Task brief: Across the whole listing, state how many lines include "ErrorKind". Add nothing to that number.

Given data:

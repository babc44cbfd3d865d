use std::io;

use thiserror::Error;

pub type Result<T> = std::result::Result<T, StreamError>;

#[derive(Error, Debug)]
pub enum StreamError {
    #[error("IO error: {0}")]
    Io(#[from] io::Error),
    #[error("Stream is not readable")]
    NotReadable,
    #[error("Stream is not writable")]
    NotWritable,
    #[error("Stream is not seekable")]
    NotSeekable,
    #[error("Invalid argument: {0}")]
    InvalidArgument(String),
    #[error("Stream is detached")]
    Detached,
}

impl StreamError {
    pub(crate) fn invalid<S: Into<String>>(msg: S) -> Self {
        Self::InvalidArgument(msg.into())
    }
}

impl From<StreamError> for io::Error {
    fn from(err: StreamError) -> Self {
        match err {
            StreamError::Io(why) => why,
            StreamError::NotReadable
            | StreamError::NotWritable
            | StreamError::NotSeekable => {
                io::Error::new(io::ErrorKind::Unsupported, err)
            }
            StreamError::InvalidArgument(_) => {
                io::Error::new(io::ErrorKind::InvalidInput, err)
            }
            StreamError::Detached => {
                io::Error::new(io::ErrorKind::NotConnected, err)
            }
        }
    }
}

Expected output: 3